▶ [Data extracts]:
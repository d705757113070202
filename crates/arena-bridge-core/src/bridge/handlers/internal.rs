//! Control endpoints used by the agent-side tooling.

use arena_bridge_types::protocol::Command;
use arena_bridge_types::BridgeError;
use axum::{
    extract::State,
    http::StatusCode,
    response::{IntoResponse, Response},
    Json,
};
use serde_json::json;

use crate::bridge::handlers::bridge_error_response;
use crate::bridge::server::AppState;
use crate::modules::config::save_available_models;
use crate::modules::model_catalog::extract_models_from_html;

/// Ask the agent for the page source so the model list can be refreshed.
pub async fn handle_request_model_update(State(state): State<AppState>) -> Response {
    send_command(&state, Command::SendPageSource, "'send_page_source' command sent.")
}

/// Put the agent in id capture mode; the next arena request it sees is
/// reported back to the id updater.
pub async fn handle_start_id_capture(State(state): State<AppState>) -> Response {
    send_command(&state, Command::ActivateIdCapture, "Activation command sent.")
}

/// Receive the arena page HTML and write the model list found in it.
pub async fn handle_update_available_models(State(state): State<AppState>, html: String) -> Response {
    tracing::info!("Received page source ({} bytes), extracting models", html.len());

    let models = extract_models_from_html(&html);
    if models.is_empty() {
        tracing::warn!("No model data found in page source");
        return (
            StatusCode::BAD_REQUEST,
            Json(json!({"status": "error", "message": "No model data found in HTML"})),
        )
            .into_response();
    }

    let Some(data_dir) = state.config.data_dir() else {
        return bridge_error_response(&BridgeError::Internal { message: "No data directory configured".to_string() });
    };

    match save_available_models(data_dir, &models).await {
        Ok(path) => {
            tracing::info!("Saved {} models to {}", models.len(), path.display());
            Json(json!({"status": "success", "message": format!("Saved {} models", models.len())}))
                .into_response()
        },
        Err(e) => {
            tracing::error!("Failed to save available models: {}", e);
            bridge_error_response(&BridgeError::Internal { message: e.to_string() })
        },
    }
}

fn send_command(state: &AppState, command: Command, message: &str) -> Response {
    match state.registry.send_command(command) {
        Ok(()) => Json(json!({"status": "success", "message": message})).into_response(),
        Err(e) => {
            tracing::warn!("Command '{}' not sent: {}", command, e);
            bridge_error_response(&e)
        },
    }
}
//! Bridge configuration (`config.jsonc`).

use serde::{Deserialize, Serialize};
use validator::Validate;

use super::enums::{ConversationMode, Participant};

/// Marker left in template configs for ids that were never captured.
const PLACEHOLDER_MARKER: &str = "YOUR_";

/// Full bridge configuration.
///
/// Unknown keys in the file are ignored so that configs written for newer or
/// older versions still load.
#[derive(Debug, Clone, Serialize, Deserialize, PartialEq, Eq, Validate)]
#[allow(
    clippy::struct_excessive_bools,
    reason = "Configuration struct - bools are intentional feature flags"
)]
pub struct BridgeConfig {
    /// Default arena session id
    #[serde(default)]
    pub session_id: Option<String>,
    /// Default arena message id
    #[serde(default)]
    pub message_id: Option<String>,
    /// Conversation mode used when no endpoint mapping overrides it
    #[serde(default, rename = "id_updater_last_mode")]
    pub mode: ConversationMode,
    /// Battle mode target used when no endpoint mapping overrides it
    #[serde(default, rename = "id_updater_battle_target")]
    pub battle_target: Participant,
    /// Merge all system prompts into a single leading system turn
    #[serde(default)]
    pub tavern_mode_enabled: bool,
    /// Append an empty user turn for text models
    #[serde(default)]
    pub bypass_enabled: bool,
    /// Fall back to the default ids when a model has no endpoint mapping
    #[serde(default = "default_true")]
    pub use_default_ids_if_mapping_not_found: bool,
    /// Inbound silence allowed before a request fails, in seconds
    #[validate(range(min = 1_u64, max = 86_400_u64))]
    #[serde(default = "default_stream_timeout")]
    pub stream_response_timeout_seconds: u64,
    /// Force a reconnect after a period without API traffic
    #[serde(default)]
    pub enable_idle_restart: bool,
    /// Idle period in seconds; `-1` disables the check
    #[validate(range(min = -1_i64))]
    #[serde(default = "default_idle_timeout")]
    pub idle_restart_timeout_seconds: i64,
    /// Bearer key required on `/v1/*` when non-empty
    #[serde(default)]
    pub api_key: Option<String>,
    /// Upload image attachments to the file bed before sending
    #[serde(default)]
    pub file_bed_enabled: bool,
    /// File bed `/upload` endpoint
    #[serde(default)]
    pub file_bed_upload_url: Option<String>,
    /// Optional file bed key
    #[serde(default)]
    pub file_bed_api_key: Option<String>,
}

impl Default for BridgeConfig {
    fn default() -> Self {
        Self {
            session_id: None,
            message_id: None,
            mode: ConversationMode::default(),
            battle_target: Participant::default(),
            tavern_mode_enabled: false,
            bypass_enabled: false,
            use_default_ids_if_mapping_not_found: true,
            stream_response_timeout_seconds: default_stream_timeout(),
            enable_idle_restart: false,
            idle_restart_timeout_seconds: default_idle_timeout(),
            api_key: None,
            file_bed_enabled: false,
            file_bed_upload_url: None,
            file_bed_api_key: None,
        }
    }
}

impl BridgeConfig {
    /// The configured API key, if one is set and non-empty.
    pub fn effective_api_key(&self) -> Option<&str> {
        self.api_key.as_deref().filter(|k| !k.is_empty())
    }

    /// Idle timeout in seconds, or `None` when idle restarts are off.
    pub fn idle_timeout_secs(&self) -> Option<u64> {
        if !self.enable_idle_restart || self.idle_restart_timeout_seconds < 0 {
            return None;
        }
        u64::try_from(self.idle_restart_timeout_seconds).ok()
    }

    /// File bed upload URL with escaped slashes (`\/`) normalized.
    pub fn file_bed_url(&self) -> Option<String> {
        self.file_bed_upload_url
            .as_deref()
            .filter(|u| !u.is_empty())
            .map(|u| u.replace("\\/", "/"))
    }
}

/// True if an id is present and not an unfilled template placeholder.
pub fn is_usable_id(id: Option<&str>) -> bool {
    id.is_some_and(|s| !s.is_empty() && !s.contains(PLACEHOLDER_MARKER))
}

const fn default_true() -> bool {
    true
}

pub const fn default_stream_timeout() -> u64 {
    360
}

pub const fn default_idle_timeout() -> i64 {
    300
}

#[cfg(test)]
#[allow(clippy::unwrap_used)]
mod tests {
    use super::*;

    #[test]
    fn test_defaults_from_empty_object() {
        let config: BridgeConfig = serde_json::from_str("{}").unwrap();
        assert_eq!(config, BridgeConfig::default());
        assert!(config.use_default_ids_if_mapping_not_found);
        assert_eq!(config.stream_response_timeout_seconds, 360);
        assert_eq!(config.mode, ConversationMode::DirectChat);
    }

    #[test]
    fn test_original_field_names() {
        let config: BridgeConfig = serde_json::from_str(
            r#"{
                "version": "2.0.0",
                "session_id": "abc",
                "message_id": "def",
                "id_updater_last_mode": "battle",
                "id_updater_battle_target": "B",
                "tavern_mode_enabled": true
            }"#,
        )
        .unwrap();
        assert_eq!(config.mode, ConversationMode::Battle);
        assert_eq!(config.battle_target, Participant::B);
        assert!(config.tavern_mode_enabled);
        assert_eq!(config.session_id.as_deref(), Some("abc"));
    }

    #[test]
    fn test_idle_timeout_disabled_by_minus_one() {
        let mut config = BridgeConfig { enable_idle_restart: true, ..Default::default() };
        assert_eq!(config.idle_timeout_secs(), Some(300));
        config.idle_restart_timeout_seconds = -1;
        assert_eq!(config.idle_timeout_secs(), None);
        config.enable_idle_restart = false;
        config.idle_restart_timeout_seconds = 10;
        assert_eq!(config.idle_timeout_secs(), None);
    }

    #[test]
    fn test_validation_rejects_zero_timeout() {
        let config = BridgeConfig { stream_response_timeout_seconds: 0, ..Default::default() };
        assert!(config.validate().is_err());
        assert!(BridgeConfig::default().validate().is_ok());
    }

    #[test]
    fn test_placeholder_ids_are_unusable() {
        assert!(is_usable_id(Some("d6a1-4c")));
        assert!(!is_usable_id(Some("YOUR_SESSION_ID")));
        assert!(!is_usable_id(Some("")));
        assert!(!is_usable_id(None));
    }

    #[test]
    fn test_file_bed_url_unescapes_slashes() {
        let config = BridgeConfig {
            file_bed_upload_url: Some("http:\\/\\/127.0.0.1:5180\\/upload".to_string()),
            ..Default::default()
        };
        assert_eq!(config.file_bed_url().as_deref(), Some("http://127.0.0.1:5180/upload"));
    }
}
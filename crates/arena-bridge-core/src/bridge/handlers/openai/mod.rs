// OpenAI-compatible API handlers

mod chat;
mod models;

pub use chat::handle_chat_completions;
pub use models::handle_list_models;
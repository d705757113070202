//! Small helpers shared by handlers, mappers and the link layer.

/// First eight characters of a request id, for log prefixes.
pub fn short_id(request_id: &str) -> &str {
    request_id.get(..8).unwrap_or(request_id)
}

/// Last six characters of a session id, for logs that must not leak the full id.
pub fn id_tail(id: &str) -> &str {
    let start = id.len().saturating_sub(6);
    id.get(start..).unwrap_or(id)
}
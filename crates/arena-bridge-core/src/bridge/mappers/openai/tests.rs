use std::collections::BTreeMap;

use arena_bridge_types::protocol::{ChatCompletionRequest, ChatMessage, ContentPart, Role};
use arena_bridge_types::{BridgeConfig, BridgeError, ConversationMode, EndpointTable, ModelTable, Participant};
use futures::{stream, StreamExt};

use super::*;
use crate::bridge::decoder::{EventStream, StreamEvent};

fn models() -> ModelTable {
    ModelTable::from_raw(BTreeMap::from([
        ("text-model".to_string(), "text-id".to_string()),
        ("image-model".to_string(), "image-id:image".to_string()),
    ]))
}

fn session() -> ResolvedSession {
    ResolvedSession {
        session_id: "sess".to_string(),
        message_id: "msg".to_string(),
        mode_override: None,
        battle_target_override: None,
    }
}

fn request(model: &str, messages: Vec<ChatMessage>) -> ChatCompletionRequest {
    ChatCompletionRequest::new(model, messages, false)
}

fn events(items: Vec<StreamEvent>) -> EventStream {
    Box::pin(stream::iter(items))
}

async fn sse_text(items: Vec<StreamEvent>) -> String {
    let chunks: Vec<_> =
        create_openai_sse_stream(events(items), "text-model".into(), "req-1".into()).collect().await;
    chunks.into_iter().map(|c| String::from_utf8(c.unwrap().to_vec()).unwrap()).collect()
}

fn data_lines(sse: &str) -> Vec<serde_json::Value> {
    sse.split("\n\n")
        .filter_map(|l| l.strip_prefix("data: "))
        .filter(|l| *l != "[DONE]")
        .map(|l| serde_json::from_str(l).unwrap())
        .collect()
}

// --- translator ---

#[test]
fn test_multipart_text_joined() {
    let req = request(
        "text-model",
        vec![ChatMessage::parts("user", vec![ContentPart::text("a"), ContentPart::text("b")])],
    );
    let payload = translate_request(&req, &session(), &models(), &TranslationPolicy::default());
    assert_eq!(payload.message_templates.len(), 1);
    assert_eq!(payload.message_templates[0].content, "a\n\nb");
    assert_eq!(payload.target_model_id.as_deref(), Some("text-id"));
    assert_eq!(payload.session_id, "sess");
    assert!(!payload.is_image_request);
}

#[test]
fn test_roles_normalized_and_empty_user_text_padded() {
    let req = request(
        "text-model",
        vec![ChatMessage::text("developer", "rules"), ChatMessage::text("tool", ""), ChatMessage::text("assistant", "")],
    );
    let payload = translate_request(&req, &session(), &models(), &TranslationPolicy::default());
    let t = &payload.message_templates;
    assert_eq!(t[0].role, Role::System);
    assert_eq!(t[1].role, Role::User);
    assert_eq!(t[1].content, " ");
    assert_eq!(t[2].role, Role::Assistant);
    assert_eq!(t[2].content, "");
}

#[test]
fn test_direct_chat_participants() {
    let req = request(
        "text-model",
        vec![ChatMessage::text("system", "s"), ChatMessage::text("user", "u"), ChatMessage::text("assistant", "a")],
    );
    let payload = translate_request(&req, &session(), &models(), &TranslationPolicy::default());
    let sides: Vec<_> = payload.message_templates.iter().map(|t| t.participant).collect();
    assert_eq!(sides, vec![Participant::B, Participant::A, Participant::A]);
}

#[test]
fn test_battle_mode_uses_target_everywhere() {
    let policy = TranslationPolicy {
        mode: ConversationMode::Battle,
        battle_target: Participant::B,
        bypass_mode: true,
        ..Default::default()
    };
    let req = request("text-model", vec![ChatMessage::text("system", "s"), ChatMessage::text("user", "u")]);
    let payload = translate_request(&req, &session(), &models(), &policy);
    assert_eq!(payload.message_templates.len(), 3);
    assert!(payload.message_templates.iter().all(|t| t.participant == Participant::B));
}

#[test]
fn test_tavern_mode_merges_system_prompts() {
    let policy = TranslationPolicy { tavern_mode: true, ..Default::default() };
    let req = request(
        "text-model",
        vec![
            ChatMessage::text("user", "hello"),
            ChatMessage::text("system", "one"),
            ChatMessage::text("developer", "two"),
        ],
    );
    let payload = translate_request(&req, &session(), &models(), &policy);
    let t = &payload.message_templates;
    assert_eq!(t.len(), 2);
    assert_eq!(t[0].role, Role::System);
    assert_eq!(t[0].content, "one\n\ntwo");
    assert!(t[0].attachments.is_empty());
    assert_eq!(t[1].content, "hello");
}

#[test]
fn test_bypass_mode_only_for_text_models() {
    let policy = TranslationPolicy { bypass_mode: true, ..Default::default() };
    let msgs = vec![ChatMessage::text("user", "draw a cat")];

    let text = translate_request(&request("text-model", msgs.clone()), &session(), &models(), &policy);
    let last = text.message_templates.last().unwrap();
    assert_eq!((last.role, last.content.as_str(), last.participant), (Role::User, " ", Participant::A));

    let image = translate_request(&request("image-model", msgs), &session(), &models(), &policy);
    assert_eq!(image.message_templates.len(), 1);
    assert!(image.is_image_request);
    assert_eq!(image.target_model_id.as_deref(), Some("image-id"));
}

#[test]
fn test_image_bypass_moves_attachments() {
    let req = request(
        "text-model",
        vec![ChatMessage::parts(
            "user",
            vec![ContentPart::text("describe this --bypass"), ContentPart::image("data:image/png;base64,AAAA")],
        )],
    );
    let payload = translate_request(&req, &session(), &models(), &TranslationPolicy::default());
    let t = &payload.message_templates;

    assert_eq!(t.len(), 3);
    assert_eq!((t[0].role, t[0].content.as_str()), (Role::User, "Hi"));
    assert_eq!(t[1].role, Role::Assistant);
    assert_eq!(t[1].content, "");
    assert_eq!(t[1].attachments.len(), 1);
    assert_eq!(t[1].attachments[0].content_type, "image/png");
    assert_eq!((t[2].role, t[2].content.as_str()), (Role::User, "describe this"));
    assert!(t[2].attachments.is_empty());
}

#[test]
fn test_bypass_suffix_without_image_is_untouched() {
    let req = request("text-model", vec![ChatMessage::text("user", "plain --bypass")]);
    let payload = translate_request(&req, &session(), &models(), &TranslationPolicy::default());
    assert_eq!(payload.message_templates.len(), 1);
    assert_eq!(payload.message_templates[0].content, "plain --bypass");
}

#[test]
fn test_unknown_model_has_no_target_id() {
    let req = request("mystery", vec![ChatMessage::text("user", "hi")]);
    let payload = translate_request(&req, &session(), &models(), &TranslationPolicy::default());
    assert!(payload.target_model_id.is_none());
    assert!(!payload.is_image_request);
}

#[test]
fn test_attachment_naming_and_types() {
    let a = request::build_attachment("data:image/jpeg;base64,/9j/", Some("holiday.jpeg"));
    assert_eq!(a.name, "holiday.jpeg");
    assert_eq!(a.content_type, "image/jpeg");

    let b = request::build_attachment("data:image/webp;base64,UklG", Some("auto"));
    assert!(b.name.starts_with("image_") && b.name.ends_with(".webp"));

    assert_eq!(request::content_type_of("https://cdn.example/x/photo.GIF?sig=1"), "image/gif");
    assert_eq!(request::content_type_of("https://cdn.example/blob"), "application/octet-stream");
}

#[test]
fn test_policy_overrides_from_session() {
    let config = BridgeConfig { tavern_mode_enabled: true, ..Default::default() };
    let session = ResolvedSession {
        mode_override: Some(ConversationMode::Battle),
        battle_target_override: Some(Participant::B),
        ..session()
    };
    let policy = TranslationPolicy::resolve(&config, &session);
    assert!(policy.tavern_mode);
    assert_eq!(policy.mode, ConversationMode::Battle);
    assert_eq!(policy.battle_target, Participant::B);

    let policy = TranslationPolicy::resolve(&config, &self::session());
    assert_eq!(policy.mode, ConversationMode::DirectChat);
}

// --- session resolution ---

fn endpoints(json: &str) -> EndpointTable {
    serde_json::from_str(json).unwrap()
}

#[test]
fn test_mapped_model_uses_mapping() {
    let table = endpoints(r#"{"m": {"session_id": "ms", "message_id": "mm", "mode": "battle", "battle_target": "b"}}"#);
    let resolved = resolve_session("m", &BridgeConfig::default(), &table).unwrap();
    assert_eq!(resolved.session_id, "ms");
    assert_eq!(resolved.mode_override, Some(ConversationMode::Battle));
    assert_eq!(resolved.battle_target_override, Some(Participant::B));
}

#[test]
fn test_pool_mapping_picks_one_of_them() {
    let table = endpoints(
        r#"{"m": [{"session_id": "s1", "message_id": "m1"}, {"session_id": "s2", "message_id": "m2"}]}"#,
    );
    for _ in 0..20 {
        let resolved = resolve_session("m", &BridgeConfig::default(), &table).unwrap();
        assert!(["s1", "s2"].contains(&resolved.session_id.as_str()));
    }
}

#[test]
fn test_unmapped_model_falls_back_to_defaults() {
    let config = BridgeConfig {
        session_id: Some("ds".into()),
        message_id: Some("dm".into()),
        ..Default::default()
    };
    let resolved = resolve_session("other", &config, &EndpointTable::default()).unwrap();
    assert_eq!((resolved.session_id.as_str(), resolved.message_id.as_str()), ("ds", "dm"));
    assert!(resolved.mode_override.is_none());
}

#[test]
fn test_unmapped_model_without_fallback_is_rejected() {
    let config = BridgeConfig {
        session_id: Some("ds".into()),
        message_id: Some("dm".into()),
        use_default_ids_if_mapping_not_found: false,
        ..Default::default()
    };
    let err = resolve_session("other", &config, &EndpointTable::default()).unwrap_err();
    assert!(matches!(err, BridgeError::SessionNotConfigured { .. }));
    assert_eq!(err.http_status_code(), 400);
}

#[test]
fn test_placeholder_ids_are_rejected() {
    let config = BridgeConfig {
        session_id: Some("YOUR_SESSION_ID".into()),
        message_id: Some("dm".into()),
        ..Default::default()
    };
    assert!(resolve_session("x", &config, &EndpointTable::default()).is_err());
    assert!(resolve_session("x", &BridgeConfig::default(), &EndpointTable::default()).is_err());
}

// --- formatters ---

#[tokio::test]
async fn test_sse_content_then_finish() {
    let sse = sse_text(vec![
        StreamEvent::Content("Hi".into()),
        StreamEvent::Finish("length".into()),
    ])
    .await;

    assert!(sse.ends_with("data: [DONE]\n\n"));
    let chunks = data_lines(&sse);
    assert_eq!(chunks.len(), 2);
    assert_eq!(chunks[0]["object"], "chat.completion.chunk");
    assert_eq!(chunks[0]["choices"][0]["delta"]["content"], "Hi");
    assert!(chunks[0]["choices"][0]["finish_reason"].is_null());
    assert_eq!(chunks[1]["choices"][0]["finish_reason"], "length");
    assert_eq!(chunks[1]["choices"][0]["delta"], serde_json::json!({}));
    assert_eq!(chunks[0]["id"], chunks[1]["id"]);
}

#[tokio::test]
async fn test_sse_defaults_to_stop() {
    let chunks = data_lines(&sse_text(vec![StreamEvent::Content("x".into())]).await);
    assert_eq!(chunks.last().unwrap()["choices"][0]["finish_reason"], "stop");
}

#[tokio::test]
async fn test_sse_content_filter_notice() {
    let chunks = data_lines(&sse_text(vec![StreamEvent::Finish("content-filter".into())]).await);
    assert_eq!(chunks.len(), 2);
    assert!(chunks[0]["choices"][0]["delta"]["content"].as_str().unwrap().contains("terminated"));
    assert_eq!(chunks[1]["choices"][0]["finish_reason"], "content-filter");
}

#[tokio::test]
async fn test_sse_error_stops_stream() {
    let sse = sse_text(vec![
        StreamEvent::Content("partial".into()),
        StreamEvent::Error(BridgeError::RequestTimeout { duration_secs: 360 }),
        StreamEvent::Content("never".into()),
    ])
    .await;

    assert_eq!(sse.matches("data: [DONE]").count(), 1);
    let chunks = data_lines(&sse);
    assert_eq!(chunks.len(), 3);
    assert_eq!(
        chunks[1]["choices"][0]["delta"]["content"],
        "\n\n[Arena Bridge Error]: Response timed out after 360 seconds."
    );
    assert_eq!(chunks[2]["choices"][0]["finish_reason"], "stop");
}

#[tokio::test]
async fn test_aggregate_success() {
    let collected = collect_events(
        events(vec![StreamEvent::Content("Hi".into()), StreamEvent::Finish("stop".into())]),
        "req",
    )
    .await
    .unwrap();
    assert_eq!(collected, Collected { content: "Hi".into(), finish_reason: "stop".into() });

    let body = serde_json::to_value(build_completion(collected, "text-model")).unwrap();
    assert_eq!(body["object"], "chat.completion");
    assert_eq!(body["choices"][0]["message"]["content"], "Hi");
    assert_eq!(body["choices"][0]["message"]["role"], "assistant");
    assert_eq!(body["usage"]["prompt_tokens"], 0);
}

#[test]
fn test_usage_approximation() {
    let completion = build_completion(
        Collected { content: "abcdefghij".into(), finish_reason: "stop".into() },
        "m",
    );
    assert_eq!(completion.usage.completion_tokens, 2);
    assert_eq!(completion.usage.total_tokens, 2);
}

#[tokio::test]
async fn test_aggregate_content_filter_appends_notice() {
    let collected = collect_events(
        events(vec![StreamEvent::Content("cut".into()), StreamEvent::Finish("content-filter".into())]),
        "req",
    )
    .await
    .unwrap();
    assert!(collected.content.starts_with("cut\n\n"));
    assert_eq!(collected.finish_reason, "content-filter");
}

#[tokio::test]
async fn test_aggregate_oversized_error() {
    let err = collect_events(
        events(vec![StreamEvent::Content("x".into()), StreamEvent::Error(BridgeError::OversizedAttachment)]),
        "req",
    )
    .await
    .unwrap_err();

    assert_eq!(err.http_status_code(), 413);
    let body = error_body(&err);
    assert_eq!(body["error"]["code"], "attachment_too_large");
    assert_eq!(body["error"]["type"], "bridge_error");
    assert!(body["error"]["message"].as_str().unwrap().starts_with("[Arena Bridge Error]: "));
}

#[test]
fn test_generic_error_body() {
    let err = BridgeError::Upstream { message: "boom".into() };
    assert_eq!(err.http_status_code(), 500);
    assert_eq!(error_body(&err)["error"]["code"], "processing_error");
}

▶ [Try it]: Whenever a line in the data above contains the word "that", include it in the tally, and report only the final number.

▶ [Solved exercise]: 3